Filing Flight Plan Codes: Update to Your Filing Alphabet

PT 3 M minute read

What?! More codes? Yep, that is correct. New codes can be used when filing your flight plan to indicate advanced Nav capabilities that can’t be described without them.

What are the new codes?

As published in the FAA AIM, Appendix 4, Table 4-4.

Item Purpose Entry Explanation
NAV/ entries used by FAA Radius to Fix (RF) capability Z1 RNP-capable flight is authorized for Radius to Fix operations.
Fixed Radius Transitions (FRT) Z2 RNP-capable flight is authorized for Fixed Radius Transitions.
Time of Arrival Control (TOAC) Z5 RNP-capable flight is authorized for Time of Arrival Control.
Advanced RNP (A-RNP) P1 Flight is authorized for A-RNP operations.
Helicopter RNP 0.3 R1 Flight is authorized for RNP 0.3 operations (pertains to helicopters only).
RNP 2 Continental M1 Flight is authorized for RNP 2 continental operations.
RNP 2 Oceanic/Remote M2 Flight is authorized for RNP 2 oceanic/remote operations.

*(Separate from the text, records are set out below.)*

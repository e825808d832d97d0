//! Core types: tier ladder, RNG, engine configuration.

pub mod config;
pub mod rng;
pub mod tier;

pub use config::{EngineConfig, DEFAULT_MAX_ATTEMPTS};
pub use rng::RoundRng;
pub use tier::{LadderError, TierLadder, STANDARD_TIERS};
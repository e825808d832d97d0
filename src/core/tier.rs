//! The power tier ladder.
//!
//! Tiers are totally ordered by position: index 0 is the strongest tier
//! ("Tier 0"), and every step down the ladder is weaker. Comparisons
//! therefore run backwards from intuition: the *lower* index wins.

use rustc_hash::FxHashMap;
use serde::{Deserialize, Serialize};
use thiserror::Error;

use crate::cards::Character;

/// Built-in ladder, strongest first.
pub const STANDARD_TIERS: &[&str] = &[
    "Tier 0", "High 1-A", "1-A", "Low 1-A", "High 1-B", "1-B", "Low 1-B", "High 1-C", "1-C",
    "Low 1-C", "2-A", "2-B", "2-C", "Low 2-C", "High 3-A", "3-A", "3-B", "3-C", "4-A", "4-B",
    "High 4-C", "4-C", "5-A", "5-B", "5-C", "Low 5-C", "High 6-A", "6-A", "6-B", "High 6-C",
    "6-C", "High 7-A", "7-A", "7-B", "7-C", "8-A", "8-B", "High 8-C", "8-C", "9-A", "9-B",
    "9-C", "10-A", "10-B", "10-C", "11-A", "11-B", "11-C",
];

/// Errors building a ladder.
#[derive(Debug, Clone, PartialEq, Eq, Error)]
pub enum LadderError {
    /// A ladder needs at least one tier.
    #[error("tier ladder is empty")]
    Empty,

    /// Labels must be unique.
    #[error("duplicate tier label: {0}")]
    DuplicateLabel(String),
}

/// Ordered, immutable list of tier labels.
#[derive(Clone, Debug, Serialize, Deserialize)]
#[serde(try_from = "Vec<String>", into = "Vec<String>")]
pub struct TierLadder {
    labels: Vec<String>,
    index: FxHashMap<String, usize>,
}

impl TierLadder {
    /// Build a ladder from labels ordered strongest first.
    pub fn new<I, S>(labels: I) -> Result<Self, LadderError>
    where
        I: IntoIterator<Item = S>,
        S: Into<String>,
    {
        let labels: Vec<String> = labels.into_iter().map(Into::into).collect();
        if labels.is_empty() {
            return Err(LadderError::Empty);
        }

        let mut index = FxHashMap::default();
        for (rank, label) in labels.iter().enumerate() {
            if index.insert(label.clone(), rank).is_some() {
                return Err(LadderError::DuplicateLabel(label.clone()));
            }
        }

        Ok(Self { labels, index })
    }

    /// The built-in ladder.
    #[must_use]
    pub fn standard() -> Self {
        let labels: Vec<String> = STANDARD_TIERS.iter().map(|s| (*s).to_string()).collect();
        let index = labels
            .iter()
            .enumerate()
            .map(|(rank, label)| (label.clone(), rank))
            .collect();
        Self { labels, index }
    }

    /// Rank of a label, or `None` if the label is unranked.
    #[must_use]
    pub fn index_of(&self, label: &str) -> Option<usize> {
        self.index.get(label).copied()
    }

    /// Rank of a character's highest tier.
    #[must_use]
    pub fn rank_of(&self, character: &Character) -> Option<usize> {
        character
            .highest_tier
            .as_deref()
            .and_then(|tier| self.index_of(tier))
    }

    /// Is `label` on the ladder?
    #[must_use]
    pub fn contains(&self, label: &str) -> bool {
        self.index.contains_key(label)
    }

    /// The strongest label ("Tier 0" on the standard ladder).
    #[must_use]
    pub fn top(&self) -> &str {
        &self.labels[0]
    }

    /// Label at a rank.
    #[must_use]
    pub fn label(&self, rank: usize) -> Option<&str> {
        self.labels.get(rank).map(String::as_str)
    }

    /// Rank distance between two labels, `None` if either is unranked.
    #[must_use]
    pub fn distance(&self, a: &str, b: &str) -> Option<usize> {
        Some(self.index_of(a)?.abs_diff(self.index_of(b)?))
    }

    /// The stronger of two characters (lower rank index wins).
    ///
    /// Returns `None` if either character is unranked. On equal rank the
    /// first argument is returned.
    #[must_use]
    pub fn compare_strength<'a>(
        &self,
        a: &'a Character,
        b: &'a Character,
    ) -> Option<&'a Character> {
        let rank_a = self.rank_of(a)?;
        let rank_b = self.rank_of(b)?;
        if rank_b < rank_a {
            Some(b)
        } else {
            Some(a)
        }
    }

    /// Number of tiers.
    #[must_use]
    pub fn len(&self) -> usize {
        self.labels.len()
    }

    /// Always false; ladders are never empty.
    #[must_use]
    pub fn is_empty(&self) -> bool {
        self.labels.is_empty()
    }

    /// Iterate labels strongest first.
    pub fn iter(&self) -> impl Iterator<Item = &str> {
        self.labels.iter().map(String::as_str)
    }
}

impl Default for TierLadder {
    fn default() -> Self {
        Self::standard()
    }
}

impl TryFrom<Vec<String>> for TierLadder {
    type Error = LadderError;

    fn try_from(labels: Vec<String>) -> Result<Self, Self::Error> {
        Self::new(labels)
    }
}

impl From<TierLadder> for Vec<String> {
    fn from(ladder: TierLadder) -> Self {
        ladder.labels
    }
}
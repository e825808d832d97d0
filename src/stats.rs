//! Lifetime statistics across every run and both modes.

use serde::{Deserialize, Serialize};

use crate::storage::{self, KeyValueStore, STATS_KEY};

/// Persisted lifetime counters. Never decrease.
#[derive(Clone, Copy, Debug, Default, PartialEq, Eq, Serialize, Deserialize)]
#[serde(rename_all = "camelCase")]
pub struct LifetimeStats {
    /// Resolved rounds, right or wrong.
    pub total_rounds: u64,

    /// Rounds answered correctly.
    pub total_correct_rounds: u64,

    /// Longest streak ever reached.
    pub best_streak: u32,
}

impl LifetimeStats {
    /// Fraction of rounds answered correctly.
    #[must_use]
    pub fn accuracy(&self) -> f64 {
        if self.total_rounds == 0 {
            0.0
        } else {
            self.total_correct_rounds as f64 / self.total_rounds as f64
        }
    }
}

/// Accumulates [`LifetimeStats`] and persists after every round.
pub struct StatsTracker {
    stats: LifetimeStats,
    store: Box<dyn KeyValueStore>,
}

impl StatsTracker {
    /// Load stats, per field, over all-zero defaults.
    pub fn load(store: Box<dyn KeyValueStore>) -> Self {
        let stats = storage::read_json_object(store.as_ref(), STATS_KEY)
            .map(|map| LifetimeStats {
                total_rounds: storage::field_or(&map, "totalRounds", 0),
                total_correct_rounds: storage::field_or(&map, "totalCorrectRounds", 0),
                best_streak: storage::field_or(&map, "bestStreak", 0),
            })
            .unwrap_or_default();

        Self { stats, store }
    }

    /// Current counters.
    #[must_use]
    pub fn stats(&self) -> LifetimeStats {
        self.stats
    }

    /// Record one resolved round.
    ///
    /// `streak_after_round` is the run streak *after* this round was
    /// applied; it only matters for correct rounds.
    pub fn record_round(&mut self, correct: bool, streak_after_round: u32) {
        self.stats.total_rounds += 1;
        if correct {
            self.stats.total_correct_rounds += 1;
            self.stats.best_streak = self.stats.best_streak.max(streak_after_round);
        }

        if let Err(err) = storage::write_json(self.store.as_ref(), STATS_KEY, &self.stats) {
            tracing::warn!(error = %err, "failed to persist stats");
        }
    }
}

#[cfg(test)]
mod tests {
    use super::*;
    use crate::storage::MemoryStore;

    #[test]
    fn test_record_round() {
        let mut tracker = StatsTracker::load(Box::new(MemoryStore::new()));

        tracker.record_round(true, 1);
        tracker.record_round(true, 2);
        tracker.record_round(false, 0);
        tracker.record_round(true, 1);

        let stats = tracker.stats();
        assert_eq!(stats.total_rounds, 4);
        assert_eq!(stats.total_correct_rounds, 3);
        assert_eq!(stats.best_streak, 2);
        assert!((stats.accuracy() - 0.75).abs() < f64::EPSILON);
    }

    #[test]
    fn test_wrong_round_ignores_streak() {
        let mut tracker = StatsTracker::load(Box::new(MemoryStore::new()));
        tracker.record_round(false, 99);
        assert_eq!(tracker.stats().best_streak, 0);
    }

    #[test]
    fn test_persists_and_reloads() {
        let backing = MemoryStore::new();
        let mut tracker = StatsTracker::load(Box::new(backing.clone()));
        tracker.record_round(true, 5);

        let reloaded = StatsTracker::load(Box::new(backing));
        assert_eq!(reloaded.stats(), tracker.stats());
    }

    #[test]
    fn test_partial_stored_stats() {
        let backing =
            MemoryStore::with_entries([(STATS_KEY, r#"{"totalRounds":10,"bestStreak":"x"}"#)]);
        let tracker = StatsTracker::load(Box::new(backing));

        assert_eq!(
            tracker.stats(),
            LifetimeStats {
                total_rounds: 10,
                total_correct_rounds: 0,
                best_streak: 0,
            }
        );
    }

    #[test]
    fn test_accuracy_empty() {
        assert_eq!(LifetimeStats::default().accuracy(), 0.0);
    }
}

Where do the new codes apply?

At this point, the new codes only apply to the FAA (United States). This is because no other Air Navigation Service Provider (ANSP) has documented/released their plans to the public as the FAA has. Work is ongoing in the ICAO ATMRPP to publish the scheme and agreed codes which are coordinated between ICAO panels and various working papers.

What codes can I put into my aircraft’s profile?

As the location for these codes is Item 18 NAV/ field, and the NAV/ field is just a free text field, you can put these codes in your profile today. However, keep in mind that, as of right now, there is no ANSP that is utilizing these codes.

As of 06-FEB-2023, the FAA has advised they plan to implement the Z1 code into their systems sometime after 30-MAR-2023. Additionally, the FAA states Operators planning to use the STAYY SID in ZLA to have their flight plan entries ready by March 2023.

Should I still be using “RNVD1E2A1” in my flight plan?

No. The FAA AIM and AIP have removed this information from their publications. The FAA systems will still accept and process the RNVD1E2A1 coding, but remember that doing this will override your PBN codes. This means if you have RNP1 PBN codes (O1/O2/O3/O4) in your profile, the FAA will downgrade you to just RNAV1 capabilities and no RNP1 capabilities because the RNVD1E2A1 only describes RNAV capabilities. So for RNAV2 (Q, T, and Y routes), RNAV1 (RNAV SIDs and STARs), and RNP1 (RNP SIDs and STARs), it is sufficient to include the corresponding codes in PBN/.

If I already have RNP2 in Item 18 NAV/ of my current profile, do I need to replace it with M1 and/or M2?

There are currently no known operations that require the M1 and M2 codes. If your profile currently includes “RNP2” in Item 18 NAV/ field, then leave “RNP2” in there, but if you do have the necessary capability/approval (see Flight Plan Codes vs. Required Operational Authorizations), then you can include M1 and/or M2 in the NAV/ field as well. A few ANSPs require RNP2 to operate on certain airways/airspace and have yet to officially change over to using the new M1/M2 codes. Continue to use “RNP2” until published requirements change in these countries:

  • Australia
  • India
  • Japan (In trials)
  • New Zealand
  • United Kingdom

Does the FAA issue Letters of Authorization (LOA) for the new codes?

Yes … you can find what required operational authorizations are available for U.S.-registered aircraft with this document:  Flight Plan Codes vs. Required Operational Authorizations

What are some applicable uses?

The Z1 code will be the first to have any applicable use. The FAA already has two RNP1 SIDs (KSNA STAYY SID and KATL ZELAN SID) that require RF. When the FAA ATC systems are updated to look for the Z1 and the NOTE: Do not file-To be assigned by ATC are removed from the procedures, then airspace users will be able to file these SIDs in their flight plans.

There are other locations outside the United States where a SID/STAR has RF requirements. Some examples, such as the EGSS CLN RNP departure and VHHH multiple SIDs, are already published and in use today. However, as referenced earlier, keep in mind that no other ANSP outside the FAA has made public knowledge on using these new codes.